Hablamos sobre las dificultades del trabajo con los visitantes, sobre sus gustos. Mi interlocutora observa: “Los soviéticos que llegaban para hacer una excursión pedían: Bueno, nos enseñarán cómo vivían los zares, ¿no? Por lo demás, la mayoría no diferenciaba Catalina I de Catalina II. Pero en las últimas décadas el público ha cambiado mucho. El Hermitage en muchos aspectos educa al visitante. Al lado del museo hay un jardín de infancia y un estudio de creación para alumnos”.

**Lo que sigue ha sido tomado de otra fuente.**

impl Assistant {
    pub fn new(
        store: Arc<SessionStore>,
        extractor: Arc<dyn DocumentExtractor>,
        ocr: Arc<dyn OcrService>,
        text_model: Arc<dyn TextModelService>,
        vision_model: Arc<dyn VisionModelService>,
    ) -> Self {
        Self {
            store,
            extractor,
            ocr,
            text_model,
            vision_model,
        }
    }

    /// Extracts every file and stores it under `"<session_id>:<filename>"`.
    pub async fn upload_documents(
        &self,
        session_id: &str,
        files: Vec<UploadedFile>,
    ) -> PortResult<Vec<DocumentSummary>> {
        require(session_id, "session_id")?;
        if files.is_empty() {
            return Err(PortError::InvalidArgument("No files uploaded".to_string()));
        }

        let mut uploaded = Vec::with_capacity(files.len());
        for file in files {
            if file.content.is_empty() {
                return Err(PortError::InvalidArgument(format!(
                    "Empty file: {}",
                    file.filename
                )));
            }
            let (doc_type, pages) = self.extractor.extract(&file.filename, &file.content).await?;
            let doc_id = format!("{}:{}", session_id, file.filename);
            let doc = self
                .store
                .upsert_document(session_id, &doc_id, &file.filename, doc_type, pages)?;
            info!(
                "Stored '{}' ({}, {} pages) in session {}.",
                doc.filename,
                doc.doc_type,
                doc.pages.len(),
                session_id
            );
            uploaded.push(doc.summary());
        }
        Ok(uploaded)
    }

    pub fn list_documents(&self, session_id: &str) -> PortResult<Vec<DocumentSummary>> {
        require(session_id, "session_id")?;
        Ok(self
            .store
            .list_documents(session_id)
            .iter()
            .map(|d| d.summary())
            .collect())
    }

    pub fn get_documents(
        &self,
        session_id: &str,
        doc_ids: &[String],
    ) -> PortResult<Vec<Arc<Document>>> {
        require(session_id, "session_id")?;
        Ok(self.store.get_documents(session_id, doc_ids))
    }

    pub fn delete_session(&self, session_id: &str) -> PortResult<bool> {
        require(session_id, "session_id")?;
        let deleted = self.store.delete(session_id);
        if deleted {
            info!("Deleted session {}.", session_id);
        }
        Ok(deleted)
    }

    pub fn session_status(&self, session_id: &str) -> SessionStatus {
        self.store.status(session_id)
    }

    /// The documents to search: the one named by `doc_id` if it exists, else all.
    fn session_documents(
        &self,
        session_id: &str,
        doc_id: Option<&str>,
    ) -> PortResult<Vec<Arc<Document>>> {
        let session = self
            .store
            .get(session_id)
            .filter(|s| !s.documents.is_empty())
            .ok_or_else(|| {
                PortError::NotFound(
                    "No documents found in session. Please upload documents first.".to_string(),
                )
            })?;

        if let Some(doc) = doc_id.and_then(|id| session.documents.get(id)) {
            return Ok(vec![Arc::clone(doc)]);
        }
        let mut docs: Vec<Arc<Document>> = session.documents.into_values().collect();
        docs.sort_by(|a, b| a.created_at.cmp(&b.created_at).then(a.doc_id.cmp(&b.doc_id)));
        Ok(docs)
    }

    /// Answers a typed question from the best-matching pages.
    pub async fn ask_question(
        &self,
        session_id: &str,
        question: &str,
        doc_id: Option<&str>,
        mode: Option<&str>,
    ) -> PortResult<AnswerResult> {
        require(session_id, "session_id")?;
        require(question, "question")?;
        let documents = self.session_documents(session_id, doc_id)?;
        let question = question.trim();

        let ctx = select_question_context(question, &documents);
        let mut result = AnswerResult {
            session_id: session_id.to_string(),
            mode: mode.map(str::to_string),
            answer: String::new(),
            hits: Vec::new(),
            source: AnswerSource::Documents,
            error: None,
        };

        if ctx.is_empty() {
            match self.text_model.ask(question, Some(GENERAL_HINT)).await {
                Ok(answer) => {
                    result.answer = to_bullets(&answer, LLM_FALLBACK_BULLETS).join("\n");
                    result.source = AnswerSource::LlmFallback;
                }
                Err(e) => {
                    warn!("No document match and text model failed: {}", e);
                    result.answer = NO_MATCH_ANSWER.to_string();
                    result.source = AnswerSource::Unavailable;
                    result.error = Some(e.to_string());
                }
            }
            return Ok(result);
        }

        let prompt = format!(
            "Question: {question}\n\n\
             Use only the provided document snippets to answer clearly.\n\
             Context:\n{}",
            ctx.context_blob
        );
        match self.text_model.ask(&prompt, Some(GROUNDED_HINT)).await {
            Ok(answer) => result.answer = answer,
            Err(e) => {
                warn!("Text model failed; answering from snippets: {}", e);
                let groups = ctx
                    .hits
                    .iter()
                    .map(|h| cited_bullets(&h.citation(), &h.snippet, CITED_SNIPPET_BULLETS))
                    .collect::<Vec<_>>()
                    .join("\n\n");
                result.answer =
                    format!("LLM unavailable; showing top snippets instead.\n{groups}");
                result.source = AnswerSource::SnippetsFallback;
                result.error = Some(e.to_string());
            }
        }
        result.hits = ctx.hits;
        Ok(result)
    }

    /// Answers a question about a screenshot, grounded by OCR-matched pages.
    pub async fn ask_screenshot(
        &self,
        session_id: &str,
        query: &str,
        selected_doc_ids: &[String],
        image: &[u8],
    ) -> PortResult<ScreenshotAnswer> {
        require(session_id, "session_id")?;
        require(query, "query")?;
        let selected: Vec<String> = selected_doc_ids
            .iter()
            .map(|d| d.trim())
            .filter(|d| !d.is_empty())
            .map(str::to_string)
            .collect();
        if selected.is_empty() {
            return Err(PortError::InvalidArgument(
                "Select at least one document".to_string(),
            ));
        }
        let documents = self.store.get_documents(session_id, &selected);
        if documents.is_empty() {
            return Err(PortError::NotFound(
                "Selected documents not found in this session. Upload documents first."
                    .to_string(),
            ));
        }
        if image.is_empty() {
            return Err(PortError::InvalidArgument(
                "Empty screenshot image".to_string(),
            ));
        }

        let ctx = match self.ocr.image_to_text(image).await {
            Ok(text) => select_screenshot_context(
                &text,
                &documents,
                SCREENSHOT_TOP_K,
                SCREENSHOT_SNIPPET_CHARS,
            ),
            Err(e) => {
                warn!("OCR unavailable, answering without document context: {}", e);
                ScreenshotContext::default()
            }
        };

        let (answer, source, error) = match self
            .vision_model
            .ask(query, image, ctx.context())
            .await
        {
            Ok(answer) => (answer, AnswerSource::Vision, None),
            Err(e) => {
                warn!("Vision model failed: {}", e);
                let answer = if ctx.matched_pages.is_empty() {
                    "Vision model unavailable and no matching document text was found."
                        .to_string()
                } else {
                    let groups = ctx
                        .matched_pages
                        .iter()
                        .map(|m| cited_bullets(&m.citation(), &m.snippet, CITED_SNIPPET_BULLETS))
                        .collect::<Vec<_>>()
                        .join("\n\n");
                    format!("Vision model unavailable; closest document passages:\n{groups}")
                };
                (answer, AnswerSource::Fallback, Some(e.to_string()))
            }
        };

        Ok(ScreenshotAnswer {
            session_id: session_id.to_string(),
            query: query.to_string(),
            selected_doc_ids: selected,
            answer,
            matched_pages: ctx.matched_pages,
            source,
            error,
        })
    }

    /// Bullet summary per document, built without any model call.
    pub fn chat_summary(
        &self,
        session_id: &str,
        doc_id: Option<&str>,
        max_items: usize,
    ) -> PortResult<Vec<DocumentBullets>> {
        require(session_id, "session_id")?;
        let documents = self.session_documents(session_id, doc_id)?;
        Ok(documents
            .iter()
            .map(|doc| DocumentBullets {
                doc_id: doc.doc_id.clone(),
                filename: doc.filename.clone(),
                bullets: to_bullets(&doc.full_text(), max_items),
                page_count: doc.pages.len(),
            })
            .collect())
    }

    /// Explains every document of the session in the requested learning mode.
    pub async fn process_mode(
        &self,
        session_id: &str,
        mode: &str,
    ) -> PortResult<(Mode, Vec<ModeDocumentResult>)> {
        let mode = Mode::parse(mode)
            .ok_or_else(|| PortError::InvalidArgument("Unsupported mode".to_string()))?;
        require(session_id, "session_id")?;
        let documents = self.session_documents(session_id, None)?;

        let mut results = Vec::with_capacity(documents.len());
        for doc in documents {
            let mode_explanation =
                explain_document(self.text_model.as_ref(), mode, &doc.filename, &doc.full_text())
                    .await;
            results.push(ModeDocumentResult {
                filename: doc.filename.clone(),
                doc_type: doc.doc_type,
                page_count: doc.pages.len(),
                pages: doc.pages.clone(),
                mode_explanation,
            });
        }
        Ok((mode, results))
    }

    /// Explains uploaded files in a learning mode and has the vision model
    /// read every sizeable image embedded in PDFs. Nothing is stored in the
    /// session. An image the model cannot read gets an "unavailable" entry.
    pub async fn process_mode_with_vision(
        &self,
        session_id: &str,
        mode: &str,
        files: Vec<UploadedFile>,
    ) -> PortResult<(Mode, Vec<VisionModeDocumentResult>)> {
        let mode = Mode::parse(mode)
            .ok_or_else(|| PortError::InvalidArgument("Unsupported mode".to_string()))?;
        require(session_id, "session_id")?;
        if files.is_empty() {
            return Err(PortError::InvalidArgument("No files provided".to_string()));
        }

        let mut results = Vec::with_capacity(files.len());
        for file in files {
            if file.content.is_empty() {
                return Err(PortError::InvalidArgument(format!(
                    "File {} is empty",
                    file.filename
                )));
            }
            let (doc_type, pages) = self.extractor.extract(&file.filename, &file.content).await?;

            let images = if doc_type == DocType::Pdf {
                self.extractor
                    .extract_images(&file.filename, &file.content)
                    .await
                    .unwrap_or_else(|e| {
                        warn!("Could not read images from '{}': {}", file.filename, e);
                        Vec::new()
                    })
            } else {
                Vec::new()
            };

            let lead_text = pages
                .iter()
                .take(IMAGE_CONTEXT_PAGES)
                .map(|p| p.text.as_str())
                .collect::<Vec<_>>()
                .join("\n");
            let context = (!lead_text.trim().is_empty()).then_some(lead_text.as_str());
            let query = format!(
                "Analyze this diagram or image from the document. Explain what it shows \
                 and how it relates to the learning content in {mode} mode."
            );

            let mut vision_analyses = Vec::with_capacity(images.len());
            for image in &images {
                let analysis = match self.vision_model.ask(&query, &image.bytes, context).await {
                    Ok(answer) => answer,
                    Err(e) => {
                        warn!(
                            "Vision analysis failed for '{}' page {}: {}",
                            file.filename,
                            image.page_index + 1,
                            e
                        );
                        format!("Vision analysis unavailable: {e}")
                    }
                };
                vision_analyses.push(VisionAnalysis {
                    page_index: image.page_index,
                    analysis,
                });
            }

            let full_text = pages
                .iter()
                .map(|p| p.text.as_str())
                .collect::<Vec<_>>()
                .join("\n\n");
            let mode_explanation =
                explain_document(self.text_model.as_ref(), mode, &file.filename, &full_text).await;
            info!(
                "Processed '{}' in {} mode with {} image(s).",
                file.filename,
                mode,
                images.len()
            );

            results.push(VisionModeDocumentResult {
                document: ModeDocumentResult {
                    filename: file.filename,
                    doc_type,
                    page_count: pages.len(),
                    pages,
                    mode_explanation,
                },
                has_images: !images.is_empty(),
                vision_analyses,
            });
        }
        Ok((mode, results))
    }
}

Al despedirme de mi interlocutora me dirijo al segundo piso. En la temporada turística las salas de la primera planta parecen el metro en hora punta, dado que ahí están situados las piezas principales del museo: los cuadros de Rafael, de Rembrandt, de Velázquez y de Leonardo Da Vinci.
Después de la ostentosa escalera de Jordán se abren dos itinerarios: los aposentos imperiales o la exposición de pintura. Comienzo con los aposentos zaristas. La mayor parte de las salas está dedicada de una u otra forma a la gloria militar del Imperio ruso. Por ejemplo, toda una galería con retratos de héroes de la guerra de 1812. Detrás de ella paso por toda una serie de salas confortables: son los aposentos reconstruidos de la familia imperial.
En el salón de Pedro I de un rojo intenso tropiezo con un irritante cártel. “¡Si van en grupo, no se detengan!” “¿Por qué no pueden pararse?”, le preguntó a la vigilante. “Aquí, como puede ver, la entrada es bastante estrecha y, como es una sala brillante, mucha gente se detiene sorprendida”, explica. “El cartel es para los guías, para que pasen a su grupo rápidamente". Por lo demás, no todos se quedan impresionados con los aposentos de Pedro: a mi lado hay una joven visitante que se queja a su madre de que el trono de Pedro no se ve demasiado recio.
Bueno, basta de objetos zaristas. Es hora de ir a ver los principales tesoros. El pasillo de lúgubres gobelinos me lleva directamente a la exposición de pintura. Donde hay más personas congregadas es en las salas del Renacimiento italiano. Abrirse camino hacia Rafael y Da Vinci es realmente difícil: además, de la riada de gente, los turistas chinos me deslumbran con los flashes de sus cámaras. Pero al final lo consigo. Veo la Madona Benois y la Madona Connestabile y los dos cuadros me causan una impresión. Es una pena no poder mirar en detalle la técnica de los maestros, pero es un pretexto para volver en un momento más tranquilo.
En la tercera planta, donde se sitúa el arte oriental y la pintura de los siglos XIX y XX, me encuentro casi exclusivamente con gente joven. Esta sección pronto se trasladará al edificio del Estado Mayor Principal, donde se expone una gran colección de arte contemporáneo. Espero que la sección se traslade junto con las vigilantes, porque aquí son muy particulares: parecen hacer juego con las imágenes y los colores de los pintores impresionistas.
Al volver por las salas ahora en silencio, veo de otra manera ya los enormes espacios del museo, encuentro un encanto especial en la combinación de decorados y de piezas. Al bajar por la escalera de madera, oigo cómo chirrían los viejos escalones. Me viene a la memoria mi conversación con la vigilante más veterana. Le pregunté por ese crujido espantoso: “¿no le da miedo trabajar aquí?” Y ella respondió: “¿Cree en las visiones? Nosotros mismos aquí somos visiones. Estuvimos y nos iremos, pero el Ermitage permanecerá”.